> [EXERCISE OBJECTIVE]
Whenever a line below includes the string "StatBlock", show it.

(Recorded data)
Start of Block
//! Symbol table construction.
//!
//! Walks the type-checked tree once, creating a scope for the program block,
//! every class and every function, inserting declarations and allocating a
//! temporary for every value-producing node. Each node is stamped with the
//! scope it lives in; scope-creating nodes get their own local scope.

use log::debug;

use crate::ast::{Node, NodeKind, Type};
use crate::error::{CompileError, CompileResult};
use crate::semantic::symbol_table::{
    ClassEntry, Entry, FuncEntry, ScopeId, SymbolTable, VarEntry, VarKind,
};

/// Builds the symbol table for `program`, which must be a `Program` node.
pub fn build(program: &mut Node) -> CompileResult<SymbolTable> {
    if program.kind != NodeKind::Program {
        return Err(CompileError::UnexpectedNode { kind: program.kind });
    }

    let mut builder = Builder {
        table: SymbolTable::new(),
        temps: TempNames::default(),
    };
    builder.program(program)?;
    debug!(
        "Built {} scopes with {} temporaries",
        builder.table.scope_ids().count(),
        builder.temps.issued
    );
    Ok(builder.table)
}

/// Issues `t1`, `t2`, ... for one compilation.
#[derive(Default)]
struct TempNames {
    issued: u32,
}

impl TempNames {
    fn next(&mut self) -> String {
        self.issued += 1;
        format!("t{}", self.issued)
    }
}

struct Builder {
    table: SymbolTable,
    temps: TempNames,
}

impl Builder {
    fn program(&mut self, node: &mut Node) -> CompileResult<()> {
        node.expect_arity(3)?;
        node.child_of_kind(0, NodeKind::ClassList)?;
        node.child_of_kind(1, NodeKind::FuncDefList)?;
        node.child_of_kind(2, NodeKind::ProgramBlock)?;

        node.scope = Some(ScopeId::GLOBAL);
        self.children(node, ScopeId::GLOBAL)
    }

    fn children(&mut self, node: &mut Node, scope: ScopeId) -> CompileResult<()> {
        for child in &mut node.children {
            self.visit(child, scope)?;
        }
        Ok(())
    }

    fn visit(&mut self, node: &mut Node, scope: ScopeId) -> CompileResult<()> {
        node.scope = Some(scope);
        match node.kind {
            NodeKind::Program => return Err(CompileError::UnexpectedNode { kind: node.kind }),
            NodeKind::ProgramBlock => {
                let local = self.table.add_scope(scope, "program");
                self.table.insert(
                    scope,
                    Entry::Func(FuncEntry {
                        return_type: Type::Void,
                        name: "program".to_string(),
                        parameters: Vec::new(),
                        local_scope: local,
                        frame_size: None,
                    }),
                );
                node.scope = Some(local);
                self.children(node, local)?;
            }
            NodeKind::Class => {
                let name = node.child_of_kind(0, NodeKind::Id)?.data.clone();
                let local = self.table.add_scope(scope, &name);
                self.table.insert(
                    scope,
                    Entry::Class(ClassEntry {
                        name,
                        local_scope: local,
                    }),
                );
                node.scope = Some(local);
                self.children(node, local)?;
            }
            NodeKind::FuncDef => {
                node.expect_arity(4)?;
                let name = node.child_of_kind(1, NodeKind::Id)?.data.clone();
                let return_type = node.resolved_type()?;
                let parameters = node
                    .child_of_kind(2, NodeKind::ParamList)?
                    .children
                    .iter()
                    .map(declared_var)
                    .collect::<CompileResult<Vec<_>>>()?;
                node.child_of_kind(3, NodeKind::StatBlock)?;

                let local = self.table.add_scope(scope, &name);
                debug!("Function {name} takes {} parameters", parameters.len());
                self.table.insert(
                    scope,
                    Entry::Func(FuncEntry {
                        return_type,
                        name,
                        parameters,
                        local_scope: local,
                        frame_size: None,
                    }),
                );
                node.scope = Some(local);
                self.children(node, local)?;
            }
            NodeKind::VarDecl => {
                self.children(node, scope)?;
                let entry = declared_var(node)?;
                node.symbol_entry = Some(self.table.insert(scope, Entry::Var(entry)));
            }
            NodeKind::AddOp | NodeKind::MultOp | NodeKind::Num | NodeKind::FuncCall => {
                self.children(node, scope)?;
                self.temporary(node, scope)?;
            }
            NodeKind::Id => {
                node.generated_name = Some(node.data.clone());
            }
            NodeKind::ClassList
            | NodeKind::FuncDefList
            | NodeKind::ParamList
            | NodeKind::StatBlock
            | NodeKind::DimList
            | NodeKind::Dim
            | NodeKind::Type
            | NodeKind::AssignStat
            | NodeKind::PutStat
            | NodeKind::ReturnStat => {
                self.children(node, scope)?;
            }
        }
        Ok(())
    }

    fn temporary(&mut self, node: &mut Node, scope: ScopeId) -> CompileResult<()> {
        let ty = node.resolved_type()?;
        let (kind, dims) = match node.kind {
            NodeKind::AddOp => (VarKind::Temporary, self.operand_dims(node.child(0)?, scope)),
            // A product is a single value whatever its operands are.
            NodeKind::MultOp => (VarKind::Temporary, Vec::new()),
            NodeKind::Num => (VarKind::Literal, Vec::new()),
            NodeKind::FuncCall => (VarKind::ReturnValue, Vec::new()),
            _ => return Err(CompileError::UnexpectedNode { kind: node.kind }),
        };

        let name = self.temps.next();
        let entry = VarEntry::new(kind, ty, name.clone(), dims);
        node.symbol_entry = Some(self.table.insert(scope, Entry::Var(entry)));
        node.generated_name = Some(name);
        Ok(())
    }

    fn operand_dims(&self, operand: &Node, scope: ScopeId) -> Vec<u32> {
        let entry = match operand.symbol_entry {
            Some(id) => Some(id),
            None if operand.kind == NodeKind::Id => self.table.lookup(scope, &operand.data),
            None => None,
        };
        entry
            .and_then(|id| self.table.entry(id).as_var())
            .map(|var| var.dims.clone())
            .unwrap_or_default()
    }
}

/// A `declared` entry from a `VarDecl` node: `[Type, Id, DimList?]`.
fn declared_var(decl: &Node) -> CompileResult<VarEntry> {
    if decl.kind != NodeKind::VarDecl {
        return Err(CompileError::UnexpectedNode { kind: decl.kind });
    }
    if !(2..=3).contains(&decl.children.len()) {
        return Err(CompileError::WrongArity {
            kind: decl.kind,
            expected: 3,
            found: decl.children.len(),
        });
    }

    let ty = decl.child_of_kind(0, NodeKind::Type)?.resolved_type()?;
    let name = &decl.child_of_kind(1, NodeKind::Id)?.data;
    let dims = match decl.children.get(2) {
        Some(_) => decl
            .child_of_kind(2, NodeKind::DimList)?
            .children
            .iter()
            .map(dimension)
            .collect::<CompileResult<Vec<_>>>()?,
        None => Vec::new(),
    };
    Ok(VarEntry::new(VarKind::Declared, ty, name.as_str(), dims))
}

/// An array bound: a positive decimal integer.
fn dimension(dim: &Node) -> CompileResult<u32> {
    if dim.kind != NodeKind::Dim {
        return Err(CompileError::UnexpectedNode { kind: dim.kind });
    }
    dim.data
        .trim()
        .parse()
        .ok()
        .filter(|&bound: &u32| bound > 0)
        .ok_or_else(|| CompileError::InvalidDimension {
            text: dim.data.clone(),
        })
}

#[cfg(test)]
mod tests {
    use super::*;
    use crate::ast::{self, Type};
    use crate::semantic::type_check;
    use pretty_assertions::assert_eq;

    fn built(mut tree: Node) -> (Node, SymbolTable) {
        type_check::check(&mut tree).expect("type check should succeed");
        let table = build(&mut tree).expect("symbol table should build");
        (tree, table)
    }

    fn names(table: &SymbolTable, scope: ScopeId) -> Vec<String> {
        table
            .scope(scope)
            .entries()
            .iter()
            .map(|entry| entry.name().to_string())
            .collect()
    }

    #[test]
    fn program_block_is_a_parameterless_function() {
        let (tree, table) = built(ast::program(
            vec![],
            vec![],
            vec![ast::var_decl("int", "a", &[])],
        ));

        let program = table
            .lookup_function(ScopeId::GLOBAL, "program")
            .expect("program entry");
        assert_eq!(program.return_type, Type::Void);
        assert!(program.parameters.is_empty());

        let block = &tree.children[2];
        assert_eq!(block.scope, Some(program.local_scope));
        assert_eq!(table.scope(program.local_scope).level, 1);
        assert_eq!(names(&table, program.local_scope), vec!["a"]);
        assert_eq!(tree.scope, Some(ScopeId::GLOBAL));
    }

    #[test]
    fn function_parameters_lead_its_scope() {
        let (tree, table) = built(ast::program(
            vec![],
            vec![ast::func_def(
                "int",
                "f",
                vec![
                    ast::var_decl("int", "p1", &[]),
                    ast::var_decl("int", "p2", &["3", "4"]),
                ],
                vec![
                    ast::var_decl("int", "x", &[]),
                    ast::ret(ast::id("p1", Type::Int)),
                ],
            )],
            vec![],
        ));

        let func = table.lookup_function(ScopeId::GLOBAL, "f").expect("f entry");
        assert_eq!(func.return_type, Type::Int);
        assert_eq!(func.parameters[1].dims, vec![3, 4]);
        assert_eq!(names(&table, func.local_scope), vec!["p1", "p2", "x"]);

        let ret_id = &tree.children[1].children[0].children[3].children[1].children[0];
        assert_eq!(ret_id.scope, Some(func.local_scope));
        assert_eq!(ret_id.generated_name.as_deref(), Some("p1"));
    }

    #[test]
    fn temporaries_are_numbered_across_scopes() {
        let (tree, table) = built(ast::program(
            vec![],
            vec![ast::func_def(
                "int",
                "f",
                vec![ast::var_decl("int", "p", &[])],
                vec![ast::ret(ast::add(
                    "+",
                    ast::id("p", Type::Int),
                    ast::num("1", Type::Int),
                ))],
            )],
            vec![
                ast::var_decl("int", "a", &[]),
                ast::assign(
                    ast::id("a", Type::Int),
                    ast::mult(
                        "*",
                        ast::call(ast::id("f", Type::Int), vec![ast::id("a", Type::Int)]),
                        ast::id("a", Type::Int),
                    ),
                ),
            ],
        ));

        let func = table.lookup_function(ScopeId::GLOBAL, "f").expect("f entry");
        assert_eq!(names(&table, func.local_scope), vec!["p", "t1", "t2"]);
        let program = table
            .lookup_function(ScopeId::GLOBAL, "program")
            .expect("program entry");
        assert_eq!(names(&table, program.local_scope), vec!["a", "t3", "t4"]);

        let kinds: Vec<_> = table
            .scope(program.local_scope)
            .entries()
            .iter()
            .filter_map(Entry::as_var)
            .map(|var| var.kind)
            .collect();
        assert_eq!(
            kinds,
            vec![VarKind::Declared, VarKind::ReturnValue, VarKind::Temporary]
        );

        let product = &tree.children[2].children[1].children[1];
        assert_eq!(product.generated_name.as_deref(), Some("t4"));
        let entry = table.entry(product.entry_id().expect("product entry"));
        assert_eq!(entry.name(), "t4");
    }

    #[test]
    fn sum_inherits_left_operand_dimensions() {
        let (tree, table) = built(ast::program(
            vec![],
            vec![],
            vec![
                ast::var_decl("int", "v", &["4"]),
                ast::var_decl("int", "w", &["4"]),
                ast::assign(
                    ast::id("v", Type::Int),
                    ast::add("+", ast::id("v", Type::Int), ast::id("w", Type::Int)),
                ),
            ],
        ));

        let sum = &tree.children[2].children[2].children[1];
        let entry = table.entry(sum.entry_id().expect("sum entry"));
        assert_eq!(entry.as_var().map(|var| var.dims.clone()), Some(vec![4]));
    }

    #[test]
    fn class_members_live_in_class_scope() {
        let (_, table) = built(ast::program(
            vec![ast::class("point", vec![ast::var_decl("float", "x", &[])])],
            vec![],
            vec![],
        ));

        let id = table.lookup(ScopeId::GLOBAL, "point").expect("class entry");
        let Entry::Class(class) = table.entry(id) else {
            panic!("point should be a class entry");
        };
        assert_eq!(table.scope(class.local_scope).name, "point");
        assert_eq!(names(&table, class.local_scope), vec!["x"]);
    }

    #[test]
    fn non_numeric_dimension_is_fatal() {
        let mut tree = ast::program(vec![], vec![], vec![ast::var_decl("int", "a", &["n"])]);
        type_check::check(&mut tree).expect("type check should succeed");
        let error = build(&mut tree).expect_err("dimension must be numeric");
        assert_eq!(error.to_string(), "Invalid array dimension 'n'");
    }

    #[test]
    fn zero_dimension_is_fatal() {
        let mut tree = ast::program(vec![], vec![], vec![ast::var_decl("int", "a", &["4", "0"])]);
        type_check::check(&mut tree).expect("type check should succeed");
        let error = build(&mut tree).expect_err("dimension must be positive");
        assert_eq!(
            error,
            CompileError::InvalidDimension {
                text: "0".to_string()
            }
        );
    }

    #[test]
    fn root_must_be_program() {
        let mut tree = ast::put(ast::num("1", Type::Int));
        let error = build(&mut tree).expect_err("not a program");
        assert_eq!(error.to_string(), "PutStat node cannot appear here");
    }

    #[test]
    fn dump_lists_every_scope() {
        let (_, table) = built(ast::program(
            vec![],
            vec![],
            vec![
                ast::var_decl("int", "a", &[]),
                ast::put(ast::num("7", Type::Int)),
            ],
        ));

        let dump = table.render();
        assert!(dump.contains("| function  | program    | ():void"));
        assert!(dump.contains("    | var       | a          | int"));
        assert!(dump.contains("    | litval    | t1         | int"));
    }
}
End of Block
> [TASK OUTPUT]
                node.child_of_kind(3, NodeKind::StatBlock)?;
            | NodeKind::StatBlock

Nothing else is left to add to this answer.